--- START ---

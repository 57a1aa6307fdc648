use std::fmt;

use chrono::{DateTime, Utc};
use serde::{Deserialize, Serialize};

pub use crate::scoring::{Block, Criterion, CriterionId, Rating};
use crate::scoring::{deserialize_optional_rating, factor_for, RatedCriterion};

use super::kvk::KvkNumber;

macro_rules! string_id {
    ($(#[$meta:meta])* $name:ident) => {
        $(#[$meta])*
        #[derive(Debug, Clone, PartialEq, Eq, Hash, PartialOrd, Ord, Serialize, Deserialize)]
        pub struct $name(pub String);

        impl fmt::Display for $name {
            fn fmt(&self, f: &mut fmt::Formatter<'_>) -> fmt::Result {
                f.write_str(&self.0)
            }
        }
    };
}

string_id!(
    /// Tenant boundary; every supplier, evaluation and weight row belongs to one.
    OrganizationId
);
string_id!(SupplierId);
string_id!(EvaluationId);

/// Kraljic portfolio category assigned to an evaluation; selects the weight set.
#[derive(Debug, Clone, Copy, PartialEq, Eq, Hash, PartialOrd, Ord, Serialize, Deserialize)]
pub enum Strategy {
    Strategisch,
    Knelpunt,
    Hefboom,
    Routine,
}

impl Strategy {
    pub const ALL: [Strategy; 4] = [
        Strategy::Strategisch,
        Strategy::Knelpunt,
        Strategy::Hefboom,
        Strategy::Routine,
    ];

    pub fn label(self) -> &'static str {
        match self {
            Strategy::Strategisch => "Strategisch",
            Strategy::Knelpunt => "Knelpunt",
            Strategy::Hefboom => "Hefboom",
            Strategy::Routine => "Routine",
        }
    }

    /// Exact (case-insensitive) label match. Free-form classification text goes through
    /// [`super::normalize_classification`] instead.
    pub fn parse(value: &str) -> Option<Self> {
        let trimmed = value.trim();
        Self::ALL
            .into_iter()
            .find(|strategy| strategy.label().eq_ignore_ascii_case(trimmed))
    }
}

impl fmt::Display for Strategy {
    fn fmt(&self, f: &mut fmt::Formatter<'_>) -> fmt::Result {
        f.write_str(self.label())
    }
}

/// Registered supplier within an organization.
#[derive(Debug, Clone, PartialEq, Serialize, Deserialize)]
pub struct Supplier {
    pub id: SupplierId,
    pub organization_id: OrganizationId,
    pub name: String,
    #[serde(skip_serializing_if = "Option::is_none")]
    pub kvk_number: Option<KvkNumber>,
    #[serde(skip_serializing_if = "Option::is_none")]
    pub classification: Option<Strategy>,
    pub is_active: bool,
    pub created_at: DateTime<Utc>,
}

/// Registration payload; `classification` accepts free-form text such as
/// "Strategische leverancier".
#[derive(Debug, Clone, PartialEq, Eq, Serialize, Deserialize)]
pub struct SupplierRegistration {
    pub organization_id: OrganizationId,
    pub name: String,
    #[serde(default)]
    pub kvk_number: Option<String>,
    #[serde(default)]
    pub classification: Option<String>,
}

/// A supplier evaluation bound to one strategy.
#[derive(Debug, Clone, PartialEq, Serialize, Deserialize)]
pub struct Evaluation {
    pub id: EvaluationId,
    pub organization_id: OrganizationId,
    pub supplier_id: SupplierId,
    pub strategy: Strategy,
    pub title: String,
    pub created_at: DateTime<Utc>,
}

#[derive(Debug, Clone, PartialEq, Eq, Serialize, Deserialize)]
pub struct EvaluationRequest {
    pub organization_id: OrganizationId,
    pub supplier_id: SupplierId,
    pub strategy: Strategy,
    #[serde(default)]
    pub title: Option<String>,
}

/// Evaluator input for one criterion. A blank or missing rating means "not yet rated".
#[derive(Debug, Clone, Default, PartialEq, Serialize, Deserialize)]
pub struct ScoreEntry {
    #[serde(default, deserialize_with = "deserialize_optional_rating")]
    pub rating: Option<Rating>,
    #[serde(default)]
    pub points: Option<f64>,
    #[serde(default)]
    pub source: Option<String>,
    #[serde(default)]
    pub motivation: Option<String>,
}

impl ScoreEntry {
    pub fn rated(rating: Rating) -> Self {
        Self {
            rating: Some(rating),
            ..Self::default()
        }
    }
}

impl RatedCriterion for ScoreEntry {
    fn rating(&self) -> Option<Rating> {
        self.rating
    }

    fn points(&self) -> Option<f64> {
        self.points
    }
}

/// Persisted score row, unique per (evaluation, criterion).
#[derive(Debug, Clone, PartialEq, Serialize, Deserialize)]
pub struct CriterionScore {
    pub evaluation_id: EvaluationId,
    pub criterion_id: CriterionId,
    pub rating: Option<Rating>,
    pub points: f64,
    pub factor: f64,
    pub score: f64,
    #[serde(skip_serializing_if = "Option::is_none")]
    pub source: Option<String>,
    #[serde(skip_serializing_if = "Option::is_none")]
    pub motivation: Option<String>,
    pub updated_at: DateTime<Utc>,
}

impl CriterionScore {
    /// Builds the row for `criterion`, deriving `factor` and `score` from the entry.
    /// Points default to the criterion's `points_max`; blank annotations are dropped.
    pub fn from_entry(
        evaluation_id: EvaluationId,
        criterion: &Criterion,
        entry: ScoreEntry,
        updated_at: DateTime<Utc>,
    ) -> Self {
        let points = entry.points.unwrap_or(criterion.points_max);
        let factor = factor_for(entry.rating);

        Self {
            evaluation_id,
            criterion_id: criterion.id.clone(),
            rating: entry.rating,
            points,
            factor,
            score: points * factor,
            source: non_blank(entry.source),
            motivation: non_blank(entry.motivation),
            updated_at,
        }
    }
}

impl RatedCriterion for CriterionScore {
    fn rating(&self) -> Option<Rating> {
        self.rating
    }

    fn points(&self) -> Option<f64> {
        Some(self.points)
    }
}

/// One raw weight per (organization, strategy, block).
#[derive(Debug, Clone, PartialEq, Serialize, Deserialize)]
pub struct WeightConfig {
    pub organization_id: OrganizationId,
    pub strategy: Strategy,
    pub block: Block,
    pub weight: f64,
    pub updated_at: DateTime<Utc>,
}

fn non_blank(value: Option<String>) -> Option<String> {
    value
        .map(|text| text.trim().to_string())
        .filter(|text| !text.is_empty())
}
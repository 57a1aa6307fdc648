use std::collections::BTreeMap;
use std::sync::Arc;

use axum::{
    extract::{Path, State},
    http::StatusCode,
    response::{IntoResponse, Response},
    routing::{get, post, put},
    Router,
};
use serde::{Deserialize, Serialize};
use serde_json::json;
use tracing::error;

use super::domain::{
    Block, CriterionId, EvaluationId, EvaluationRequest, OrganizationId, ScoreEntry, Strategy,
    SupplierRegistration,
};
use super::repository::{EvaluationRepository, WeightRepository};
use super::service::{EvaluationService, EvaluationServiceError};
use super::summary::ScoringInput;
use crate::scoring::{normalize_weights, RawWeights};

/// Router builder exposing suppliers, evaluations, weights and scoring previews.
pub fn evaluation_router<R, W>(service: Arc<EvaluationService<R, W>>) -> Router
where
    R: EvaluationRepository + 'static,
    W: WeightRepository + 'static,
{
    Router::new()
        .route("/api/v1/suppliers", post(register_supplier_handler::<R, W>))
        .route("/api/v1/evaluations", post(create_evaluation_handler::<R, W>))
        .route(
            "/api/v1/evaluations/:evaluation_id",
            get(summary_handler::<R, W>),
        )
        .route(
            "/api/v1/evaluations/:evaluation_id/scores",
            post(save_all_handler::<R, W>),
        )
        .route(
            "/api/v1/evaluations/:evaluation_id/scores/:criterion_id",
            put(record_score_handler::<R, W>),
        )
        .route(
            "/api/v1/organizations/:organization_id/weights/:strategy",
            get(weights_handler::<R, W>).put(configure_weights_handler::<R, W>),
        )
        .route("/api/v1/scoring/preview", post(preview_handler))
        .with_state(service)
}

/// Batch of entries keyed by criterion, as sent by the "save all" action.
#[derive(Debug, Clone, Default, Serialize, Deserialize)]
pub struct SaveAllRequest {
    pub scores: BTreeMap<CriterionId, ScoreEntry>,
}

/// Raw weights for every block plus their normalized share across all five blocks.
#[derive(Debug, Clone, Serialize)]
pub struct WeightMatrixView {
    pub organization_id: OrganizationId,
    pub strategy: Strategy,
    pub weights: RawWeights,
    pub normalized: BTreeMap<Block, f64>,
}

impl WeightMatrixView {
    fn new(organization_id: OrganizationId, strategy: Strategy, stored: RawWeights) -> Self {
        let weights: RawWeights = Block::ALL
            .into_iter()
            .map(|block| (block, stored.get(&block).copied().unwrap_or(0.0)))
            .collect();
        let normalized = normalize_weights(Block::ALL, &weights);
        Self {
            organization_id,
            strategy,
            weights,
            normalized,
        }
    }
}

pub(crate) async fn register_supplier_handler<R, W>(
    State(service): State<Arc<EvaluationService<R, W>>>,
    axum::Json(registration): axum::Json<SupplierRegistration>,
) -> Response
where
    R: EvaluationRepository + 'static,
    W: WeightRepository + 'static,
{
    match service.register_supplier(registration) {
        Ok(supplier) => (StatusCode::CREATED, axum::Json(supplier)).into_response(),
        Err(error) => error_response(error),
    }
}

pub(crate) async fn create_evaluation_handler<R, W>(
    State(service): State<Arc<EvaluationService<R, W>>>,
    axum::Json(request): axum::Json<EvaluationRequest>,
) -> Response
where
    R: EvaluationRepository + 'static,
    W: WeightRepository + 'static,
{
    match service.create_evaluation(request) {
        Ok(evaluation) => (StatusCode::CREATED, axum::Json(evaluation)).into_response(),
        Err(error) => error_response(error),
    }
}

pub(crate) async fn summary_handler<R, W>(
    State(service): State<Arc<EvaluationService<R, W>>>,
    Path(evaluation_id): Path<String>,
) -> Response
where
    R: EvaluationRepository + 'static,
    W: WeightRepository + 'static,
{
    match service.summary(&EvaluationId(evaluation_id)) {
        Ok(summary) => (StatusCode::OK, axum::Json(summary)).into_response(),
        Err(error) => error_response(error),
    }
}

pub(crate) async fn record_score_handler<R, W>(
    State(service): State<Arc<EvaluationService<R, W>>>,
    Path((evaluation_id, criterion_id)): Path<(String, String)>,
    axum::Json(entry): axum::Json<ScoreEntry>,
) -> Response
where
    R: EvaluationRepository + 'static,
    W: WeightRepository + 'static,
{
    let evaluation_id = EvaluationId(evaluation_id);
    let criterion_id = CriterionId(criterion_id);
    match service.record_score(&evaluation_id, &criterion_id, entry) {
        Ok(row) => (StatusCode::OK, axum::Json(row)).into_response(),
        Err(error) => error_response(error),
    }
}

pub(crate) async fn save_all_handler<R, W>(
    State(service): State<Arc<EvaluationService<R, W>>>,
    Path(evaluation_id): Path<String>,
    axum::Json(request): axum::Json<SaveAllRequest>,
) -> Response
where
    R: EvaluationRepository + 'static,
    W: WeightRepository + 'static,
{
    match service.save_all(&EvaluationId(evaluation_id), request.scores) {
        Ok(rows) => (StatusCode::OK, axum::Json(json!({ "saved": rows }))).into_response(),
        Err(error) => error_response(error),
    }
}

pub(crate) async fn weights_handler<R, W>(
    State(service): State<Arc<EvaluationService<R, W>>>,
    Path((organization_id, strategy)): Path<(String, String)>,
) -> Response
where
    R: EvaluationRepository + 'static,
    W: WeightRepository + 'static,
{
    let Some(strategy) = Strategy::parse(&strategy) else {
        return unknown_strategy_response(&strategy);
    };
    let organization_id = OrganizationId(organization_id);
    match service.weights(&organization_id, strategy) {
        Ok(weights) => {
            let view = WeightMatrixView::new(organization_id, strategy, weights);
            (StatusCode::OK, axum::Json(view)).into_response()
        }
        Err(error) => error_response(error),
    }
}

pub(crate) async fn configure_weights_handler<R, W>(
    State(service): State<Arc<EvaluationService<R, W>>>,
    Path((organization_id, strategy)): Path<(String, String)>,
    axum::Json(weights): axum::Json<RawWeights>,
) -> Response
where
    R: EvaluationRepository + 'static,
    W: WeightRepository + 'static,
{
    let Some(strategy) = Strategy::parse(&strategy) else {
        return unknown_strategy_response(&strategy);
    };
    let organization_id = OrganizationId(organization_id);
    match service.configure_weights(&organization_id, strategy, &weights) {
        Ok(saved) => {
            let view = WeightMatrixView::new(organization_id, strategy, saved);
            (StatusCode::OK, axum::Json(view)).into_response()
        }
        Err(error) => error_response(error),
    }
}

pub(crate) async fn preview_handler(axum::Json(input): axum::Json<ScoringInput>) -> Response {
    (StatusCode::OK, axum::Json(input.compute())).into_response()
}

fn unknown_strategy_response(strategy: &str) -> Response {
    let payload = json!({
        "error": format!("unknown strategy '{strategy}'"),
        "expected": Strategy::ALL.map(Strategy::label),
    });
    (StatusCode::UNPROCESSABLE_ENTITY, axum::Json(payload)).into_response()
}

fn error_response(err: EvaluationServiceError) -> Response {
    let status = err.status_code();
    if status.is_server_error() {
        error!(error = %err, "evaluation request failed");
    }
    let payload = json!({
        "error": err.to_string(),
    });
    (status, axum::Json(payload)).into_response()
}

--- END ---

Take the entries above and return only the lines from the one with "pub struct CriterionScore" to the one with "impl RatedCriterion for CriterionScore", both included, unchanged.

Answer to the exercise:
pub struct CriterionScore {
    pub evaluation_id: EvaluationId,
    pub criterion_id: CriterionId,
    pub rating: Option<Rating>,
    pub points: f64,
    pub factor: f64,
    pub score: f64,
    #[serde(skip_serializing_if = "Option::is_none")]
    pub source: Option<String>,
    #[serde(skip_serializing_if = "Option::is_none")]
    pub motivation: Option<String>,
    pub updated_at: DateTime<Utc>,
}

impl CriterionScore {
    /// Builds the row for `criterion`, deriving `factor` and `score` from the entry.
    /// Points default to the criterion's `points_max`; blank annotations are dropped.
    pub fn from_entry(
        evaluation_id: EvaluationId,
        criterion: &Criterion,
        entry: ScoreEntry,
        updated_at: DateTime<Utc>,
    ) -> Self {
        let points = entry.points.unwrap_or(criterion.points_max);
        let factor = factor_for(entry.rating);

        Self {
            evaluation_id,
            criterion_id: criterion.id.clone(),
            rating: entry.rating,
            points,
            factor,
            score: points * factor,
            source: non_blank(entry.source),
            motivation: non_blank(entry.motivation),
            updated_at,
        }
    }
}

impl RatedCriterion for CriterionScore {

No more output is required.